■ Work order
Copy out again, unchanged, the listing below from the line that has "pub(crate) fn control_value(element: &Element)" through the line that has "pub(crate) fn is_checked(element: &Element)".

● ● ● ● ● ● ●

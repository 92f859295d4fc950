//! Applies controller patches to the document

use std::collections::HashMap;
use std::time::Duration;

use skillpath_core::motion::ROW_SELECTED_BACKGROUND;
use skillpath_core::{
	ConfirmId, ModalId, Patch, ResourceDraft, ResourcePreview, RowRef, Severity, SortIndicator,
	StepStatus, ToastId, ToastKind,
};
use wasm_bindgen::JsCast;
use web_sys::{Document, Element, HtmlElement, HtmlFormElement};

use crate::dom::{self, Query};
use crate::error::{Result, WebError};

const TOAST_CONTAINER_STYLE: &str = "position: fixed; top: 100px; right: 20px; z-index: 1000; display: flex; flex-direction: column; gap: 10px; max-width: 400px;";
const FIELD_ERROR_BORDER: &str = "var(--danger-color)";
const FIELD_ERROR_SHADOW: &str = "0 0 0 3px rgba(239, 68, 68, 0.1)";

/// Which page family is rendered; the two use different toast markup.
#[derive(Debug, Clone, Copy, PartialEq, Eq)]
pub(crate) enum Surface {
	Site,
	Admin,
}

impl Surface {
	fn toast_class(self) -> &'static str {
		match self {
			Self::Site => "toast",
			Self::Admin => "admin-toast",
		}
	}

	fn toast_container(self) -> &'static str {
		match self {
			Self::Site => "toast-container",
			Self::Admin => "admin-toast-container",
		}
	}
}

/// A resource table collected at mount time.
#[derive(Debug)]
pub(crate) struct RenderedTable {
	pub(crate) body: Option<Element>,
	/// Header cells by cell index.
	pub(crate) headers: Vec<Element>,
	/// Body rows by load-time index.
	pub(crate) rows: Vec<Element>,
}

/// Elements the patches refer to by index, collected when the page mounted.
#[derive(Debug)]
pub(crate) struct Renderer {
	document: Document,
	surface: Surface,
	pub(crate) rings: Vec<Element>,
	pub(crate) bars: Vec<(Element, String)>,
	pub(crate) stat_cards: Vec<Element>,
	pub(crate) counters: Vec<Element>,
	pub(crate) flashes: Vec<Element>,
	pub(crate) cards: Vec<Element>,
	pub(crate) tables: Vec<RenderedTable>,
	pub(crate) nav_links: Option<Element>,
	pub(crate) sidebar: Option<Element>,
	forms: HashMap<usize, Vec<Element>>,
	toasts: HashMap<ToastId, Element>,
	confirms: HashMap<ConfirmId, Element>,
}
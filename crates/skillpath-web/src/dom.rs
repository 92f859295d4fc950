//! Thin helpers over `web-sys`
//!
//! Lookups return `Option`/empty collections instead of errors: a page that
//! lacks an element simply does not get the behaviour attached to it.

use js_sys::Reflect;
use wasm_bindgen::JsCast;
use wasm_bindgen::prelude::*;
use web_sys::{
	CssStyleDeclaration, Document, Element, Event, EventTarget, HtmlInputElement,
	HtmlSelectElement, HtmlTextAreaElement, NodeList, Window,
};

use crate::error::{Result, WebError};

pub(crate) fn window() -> Result<Window> {
	web_sys::window().ok_or(WebError::NoWindow)
}

pub(crate) fn document() -> Result<Document> {
	window()?.document().ok_or(WebError::NoDocument)
}

/// `querySelector` and `querySelectorAll` on documents and elements.
pub(crate) trait Query {
	fn query(&self, selector: &str) -> Option<Element>;
	fn query_all(&self, selector: &str) -> Vec<Element>;
}

impl Query for Document {
	fn query(&self, selector: &str) -> Option<Element> {
		self.query_selector(selector).ok().flatten()
	}

	fn query_all(&self, selector: &str) -> Vec<Element> {
		elements(self.query_selector_all(selector))
	}
}

impl Query for Element {
	fn query(&self, selector: &str) -> Option<Element> {
		self.query_selector(selector).ok().flatten()
	}

	fn query_all(&self, selector: &str) -> Vec<Element> {
		elements(self.query_selector_all(selector))
	}
}

fn elements(list: std::result::Result<NodeList, JsValue>) -> Vec<Element> {
	let list = match list {
		Ok(list) => list,
		Err(err) => {
			tracing::warn!(error = %WebError::from(err), "selector rejected");
			return Vec::new();
		}
	};
	(0..list.length())
		.filter_map(|index| list.item(index))
		.filter_map(|node| node.dyn_into::<Element>().ok())
		.collect()
}

/// Text content, empty for elements without text.
pub(crate) fn text(element: &Element) -> String {
	element.text_content().unwrap_or_default()
}

fn style(element: &Element) -> Result<CssStyleDeclaration> {
	Reflect::get(element, &JsValue::from_str("style"))?
		.dyn_into::<CssStyleDeclaration>()
		.map_err(|_| WebError::UnexpectedElement("styled element"))
}

/// Sets one inline style property. Works for HTML and SVG elements.
pub(crate) fn set_style(element: &Element, property: &str, value: &str) {
	let result = style(element)
		.and_then(|style| style.set_property(property, value).map_err(WebError::from));
	if let Err(err) = result {
		tracing::warn!(property, error = %err, "failed to set style");
	}
}

/// Reads one inline style property.
pub(crate) fn inline_style(element: &Element, property: &str) -> String {
	style(element)
		.ok()
		.and_then(|style| style.get_property_value(property).ok())
		.unwrap_or_default()
}

/// Adds `class` when `on` is true and removes it otherwise.
pub(crate) fn set_class(element: &Element, class: &str, on: bool) {
	if let Err(err) = element.class_list().toggle_with_force(class, on) {
		tracing::warn!(class, error = %WebError::from(err), "failed to toggle class");
	}
}

/// Creates an element with a class attribute.
pub(crate) fn create(document: &Document, tag: &str, class: &str) -> Result<Element> {
	let element = document.create_element(tag)?;
	if !class.is_empty() {
		element.set_class_name(class);
	}
	Ok(element)
}

/// Creates an element holding plain text.
pub(crate) fn create_text(document: &Document, tag: &str, class: &str, content: &str) -> Result<Element> {
	let element = create(document, tag, class)?;
	element.set_text_content(Some(content));
	Ok(element)
}

/// Font Awesome icon element.
pub(crate) fn icon(document: &Document, classes: &str) -> Result<Element> {
	create(document, "i", classes)
}

/// Registers `handler` for `event` for the lifetime of the page.
pub(crate) fn listen(target: &EventTarget, event: &str, handler: impl FnMut(Event) + 'static) {
	let closure = Closure::wrap(Box::new(handler) as Box<dyn FnMut(Event)>);
	if let Err(err) = target.add_event_listener_with_callback(event, closure.as_ref().unchecked_ref()) {
		tracing::warn!(event, error = %WebError::from(err), "failed to add listener");
	}
	closure.forget();
}

/// Element the event was dispatched to.
pub(crate) fn event_element(event: &Event) -> Option<Element> {
	event.target()?.dyn_into::<Element>().ok()
}

/// Nearest ancestor of the event target (or the target itself) matching `selector`.
pub(crate) fn closest(event: &Event, selector: &str) -> Option<Element> {
	event_element(event)?.closest(selector).ok().flatten()
}

/// Current value of an input, select or textarea.
pub(crate) fn control_value(element: &Element) -> String {
	if let Some(input) = element.dyn_ref::<HtmlInputElement>() {
		input.value()
	} else if let Some(select) = element.dyn_ref::<HtmlSelectElement>() {
		select.value()
	} else if let Some(area) = element.dyn_ref::<HtmlTextAreaElement>() {
		area.value()
	} else {
		String::new()
	}
}

pub(crate) fn set_control_value(element: &Element, value: &str) {
	if let Some(input) = element.dyn_ref::<HtmlInputElement>() {
		input.set_value(value);
	} else if let Some(select) = element.dyn_ref::<HtmlSelectElement>() {
		select.set_value(value);
	} else if let Some(area) = element.dyn_ref::<HtmlTextAreaElement>() {
		area.set_value(value);
	}
}

/// Label of the chosen option of a select.
pub(crate) fn selected_option_text(element: &Element) -> String {
	let Some(select) = element.dyn_ref::<HtmlSelectElement>() else {
		return String::new();
	};
	u32::try_from(select.selected_index())
		.ok()
		.and_then(|index| select.item(index))
		.map(|option| text(&option).trim().to_string())
		.unwrap_or_default()
}

pub(crate) fn set_checked(element: &Element, checked: bool) {
	if let Some(input) = element.dyn_ref::<HtmlInputElement>() {
		input.set_checked(checked);
	}
}

pub(crate) fn is_checked(element: &Element) -> bool {
	element
		.dyn_ref::<HtmlInputElement>()
		.is_some_and(HtmlInputElement::checked)
}
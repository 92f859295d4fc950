//! Error types for the headless UI layer.

use thiserror::Error;

use crate::resources::BackendError;

/// Result type for core operations.
pub type Result<T> = std::result::Result<T, CoreError>;

/// Errors raised by the headless UI layer.
///
/// Most UI failures are local and silently ignored (a missing element simply
/// turns an operation into a no-op), so this enum only covers inputs that
/// come from outside the page: configuration, markup attribute values and
/// the resource backend.
#[derive(Debug, Error)]
#[non_exhaustive]
pub enum CoreError {
	/// The embedded configuration block is not valid JSON for [`crate::UiConfig`].
	#[error("invalid ui configuration: {0}")]
	Config(#[from] serde_json::Error),

	/// A toast kind string did not name a known kind.
	#[error("unknown toast kind: {0}")]
	UnknownToastKind(String),

	/// A confirm severity string did not name a known severity.
	#[error("unknown confirm severity: {0}")]
	UnknownSeverity(String),

	/// The resource backend rejected a request.
	#[error(transparent)]
	Backend(#[from] BackendError),
}
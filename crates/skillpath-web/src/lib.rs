//! Browser bindings for the Skill Path site and admin panel
//!
//! This crate wires the headless controllers of `skillpath-core` to a live
//! document with plain `web-sys`:
//!
//! - the page declares which controller it wants with
//!   `<body data-skillpath-app="admin">` (anything else mounts the public
//!   site controller)
//! - timings can be overridden with a JSON
//!   `<script type="application/json" id="skillpath-config">` element
//! - every DOM event is forwarded to the controller, and the patches it
//!   queues are applied to the document
//!
//! Everything but the error type only builds for `wasm32`.

mod error;

pub use error::{Result, WebError};

#[cfg(target_arch = "wasm32")]
mod admin;
#[cfg(target_arch = "wasm32")]
mod clock;
#[cfg(target_arch = "wasm32")]
mod dom;
#[cfg(target_arch = "wasm32")]
mod driver;
#[cfg(target_arch = "wasm32")]
mod entry;
#[cfg(target_arch = "wasm32")]
mod render;
#[cfg(target_arch = "wasm32")]
mod site;

#[cfg(target_arch = "wasm32")]
pub use entry::{close_modal, open_modal, toast, update_step_progress};
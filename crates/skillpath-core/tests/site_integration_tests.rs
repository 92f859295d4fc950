//! Public Site Integration Tests
//!
//! Success Criteria:
//! 1. Toasts enter, auto-dismiss and are removed exactly once
//! 2. Flash messages fade out on their own or when closed
//! 3. Required-field validation blocks submission with a single toast
//! 4. The navigation, share and progress helpers behave like the page expects

use std::rc::Rc;
use std::time::Duration;

use proptest::prelude::*;
use rstest::{fixture, rstest};
use skillpath_core::form::REQUIRED_FIELDS_MESSAGE;
use skillpath_core::{
	FormField, ManualClock, Patch, RingSetup, ShareStep, SiteApp, SitePage, StepStatus, ToastKind,
	UiConfig,
};

type App = SiteApp<Rc<ManualClock>>;

#[fixture]
fn clock() -> Rc<ManualClock> {
	Rc::new(ManualClock::new())
}

fn mounted(clock: &Rc<ManualClock>, page: SitePage) -> App {
	let mut app = SiteApp::new(UiConfig::default(), clock.clone());
	app.mount(page);
	app
}

fn advance(clock: &ManualClock, app: &mut App, millis: u64) -> Vec<Patch> {
	clock.advance(Duration::from_millis(millis));
	app.tick();
	app.take_patches()
}

// ============================================================================
// Toasts
// ============================================================================

/// Tests the full toast lifecycle on default timings
#[rstest]
fn test_toast_lifecycle(clock: Rc<ManualClock>) {
	let mut app = mounted(&clock, SitePage::default());
	let id = app.toast(ToastKind::Success, "Saved");
	assert_eq!(
		app.take_patches(),
		vec![Patch::ToastInserted {
			id,
			kind: ToastKind::Success,
			message: "Saved".to_string(),
		}]
	);
	assert_eq!(advance(&clock, &mut app, 10), vec![Patch::ToastEntered(id)]);
	assert!(advance(&clock, &mut app, 4_989).is_empty());
	assert_eq!(advance(&clock, &mut app, 1), vec![Patch::ToastLeaving(id)]);
	assert_eq!(advance(&clock, &mut app, 300), vec![Patch::ToastRemoved(id)]);
	assert!(app.next_deadline().is_none());
}

proptest! {
	#![proptest_config(ProptestConfig::with_cases(50))]

	/// A toast is removed exactly once whenever its close button is pressed
	#[rstest]
	fn test_toast_removed_once(dismiss_at in 0u64..6_000) {
		let clock = Rc::new(ManualClock::new());
		let mut app = mounted(&clock, SitePage::default());
		let id = app.toast(ToastKind::Info, "hello");

		let mut patches = advance(&clock, &mut app, dismiss_at);
		let dismissed = app.dismiss_toast(id);
		patches.extend(app.take_patches());
		patches.extend(advance(&clock, &mut app, 20_000));

		let removals = patches.iter().filter(|p| **p == Patch::ToastRemoved(id)).count();
		let leaving = patches.iter().filter(|p| **p == Patch::ToastLeaving(id)).count();
		prop_assert_eq!(removals, 1);
		prop_assert_eq!(leaving, 1);
		prop_assert_eq!(dismissed, dismiss_at < 5_000);
	}
}

// ============================================================================
// Flash messages
// ============================================================================

/// Tests that flash messages leave on their own after five seconds
#[rstest]
fn test_flash_auto_dismiss(clock: Rc<ManualClock>) {
	let mut app = mounted(
		&clock,
		SitePage {
			flash_messages: 2,
			..SitePage::default()
		},
	);
	assert!(advance(&clock, &mut app, 4_999).is_empty());
	assert_eq!(
		advance(&clock, &mut app, 1),
		vec![Patch::FlashLeaving(0), Patch::FlashLeaving(1)]
	);
	assert_eq!(
		advance(&clock, &mut app, 300),
		vec![Patch::FlashRemoved(0), Patch::FlashRemoved(1)]
	);
}

/// Tests that closing a flash message cancels its auto-dismiss
#[rstest]
fn test_flash_manual_close(clock: Rc<ManualClock>) {
	let mut app = mounted(
		&clock,
		SitePage {
			flash_messages: 1,
			..SitePage::default()
		},
	);
	advance(&clock, &mut app, 1_000);
	assert!(app.dismiss_flash(0));
	assert!(!app.dismiss_flash(0));
	assert!(!app.dismiss_flash(5));

	let mut patches = app.take_patches();
	patches.extend(advance(&clock, &mut app, 10_000));
	assert_eq!(patches, vec![Patch::FlashLeaving(0), Patch::FlashRemoved(0)]);
}

// ============================================================================
// Forms
// ============================================================================

/// Tests that blank required fields produce exactly one error toast
#[rstest]
#[case::all_blank(&["", "  ", "x"], &[0, 1], false)]
#[case::one_blank(&["ada", "", "x"], &[1], false)]
#[case::filled(&["ada", "secret", ""], &[], true)]
fn test_required_fields(
	clock: Rc<ManualClock>,
	#[case] values: &[&str],
	#[case] invalid: &[usize],
	#[case] proceeds: bool,
) {
	let mut app = mounted(&clock, SitePage::default());
	let fields = [
		FormField::new("username", values[0]).required(),
		FormField::new("password", values[1]).required(),
		FormField::new("remember", values[2]),
	];
	assert_eq!(app.submit_form(3, &fields), proceeds);

	let patches = app.take_patches();
	let marked: Vec<usize> = patches
		.iter()
		.filter_map(|p| match p {
			Patch::FieldMarked {
				form: 3,
				field,
				invalid: true,
			} => Some(*field),
			_ => None,
		})
		.collect();
	assert_eq!(marked, invalid);

	let toasts = patches
		.iter()
		.filter(|p| {
			matches!(p, Patch::ToastInserted { kind: ToastKind::Error, message, .. }
				if message == REQUIRED_FIELDS_MESSAGE)
		})
		.count();
	assert_eq!(toasts, usize::from(!proceeds));
}

// ============================================================================
// Page helpers
// ============================================================================

/// Tests ring preparation and the delayed fill
#[rstest]
fn test_rings_fill_after_delay(clock: Rc<ManualClock>) {
	let mut app = mounted(
		&clock,
		SitePage {
			rings: vec![RingSetup::new(50.0, Some("75%")), RingSetup::new(50.0, None)],
			..SitePage::default()
		},
	);
	let prepared = app.take_patches();
	assert_eq!(prepared.len(), 2);
	assert!(advance(&clock, &mut app, 99).is_empty());

	let filled = advance(&clock, &mut app, 1);
	let circumference = 2.0 * std::f64::consts::PI * 50.0;
	match filled.as_slice() {
		[
			Patch::RingFilled { index: 0, offset: three_quarters },
			Patch::RingFilled { index: 1, offset: empty },
		] => {
			assert!((three_quarters - circumference * 0.25).abs() < 1e-9);
			assert!((empty - circumference).abs() < 1e-9);
		}
		other => panic!("unexpected patches: {other:?}"),
	}
}

/// Tests the mobile navigation toggle and outside click
#[rstest]
fn test_navigation(clock: Rc<ManualClock>) {
	let mut app = mounted(&clock, SitePage::default());
	app.document_click(false);
	assert!(app.take_patches().is_empty());

	app.toggle_nav();
	assert!(app.nav_open());
	app.document_click(true);
	assert!(app.nav_open());
	app.document_click(false);
	assert!(!app.nav_open());
	assert_eq!(
		app.take_patches(),
		vec![Patch::NavLinksVisible(true), Patch::NavLinksVisible(false)]
	);
}

/// Tests the share fallback chain
#[rstest]
#[case(true, ShareStep::WebShare)]
#[case(false, ShareStep::Clipboard)]
fn test_share_chain(clock: Rc<ManualClock>, #[case] web_share: bool, #[case] first: ShareStep) {
	let mut app = mounted(&clock, SitePage::default());
	let request = app.share_path("https://skillpath.dev/", "42", web_share);
	assert_eq!(request.step, first);
	assert_eq!(request.url, "https://skillpath.dev/path/42");

	assert_eq!(app.share_settled(ShareStep::Clipboard, false), Some(ShareStep::Prompt));
	assert_eq!(app.share_settled(ShareStep::Clipboard, true), None);
	assert!(matches!(
		app.take_patches().as_slice(),
		[Patch::ToastInserted { kind: ToastKind::Success, .. }]
	));
}

/// Tests step status classes for stored progress values
#[rstest]
#[case("done", StepStatus::Completed)]
#[case("in_progress", StepStatus::InProgress)]
#[case("", StepStatus::Todo)]
#[case("completed", StepStatus::Todo)]
fn test_step_progress(clock: Rc<ManualClock>, #[case] stored: &str, #[case] expected: StepStatus) {
	let mut app = mounted(&clock, SitePage::default());
	assert_eq!(app.update_step_progress("step-1", stored), expected);
	assert_eq!(
		app.take_patches(),
		vec![Patch::StepStatus {
			step_id: "step-1".to_string(),
			status: expected,
		}]
	);
}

● ● ● ● ● ● ●

■ Output below
pub(crate) fn control_value(element: &Element) -> String {
	if let Some(input) = element.dyn_ref::<HtmlInputElement>() {
		input.value()
	} else if let Some(select) = element.dyn_ref::<HtmlSelectElement>() {
		select.value()
	} else if let Some(area) = element.dyn_ref::<HtmlTextAreaElement>() {
		area.value()
	} else {
		String::new()
	}
}

pub(crate) fn set_control_value(element: &Element, value: &str) {
	if let Some(input) = element.dyn_ref::<HtmlInputElement>() {
		input.set_value(value);
	} else if let Some(select) = element.dyn_ref::<HtmlSelectElement>() {
		select.set_value(value);
	} else if let Some(area) = element.dyn_ref::<HtmlTextAreaElement>() {
		area.set_value(value);
	}
}

/// Label of the chosen option of a select.
pub(crate) fn selected_option_text(element: &Element) -> String {
	let Some(select) = element.dyn_ref::<HtmlSelectElement>() else {
		return String::new();
	};
	u32::try_from(select.selected_index())
		.ok()
		.and_then(|index| select.item(index))
		.map(|option| text(&option).trim().to_string())
		.unwrap_or_default()
}

pub(crate) fn set_checked(element: &Element, checked: bool) {
	if let Some(input) = element.dyn_ref::<HtmlInputElement>() {
		input.set_checked(checked);
	}
}

pub(crate) fn is_checked(element: &Element) -> bool {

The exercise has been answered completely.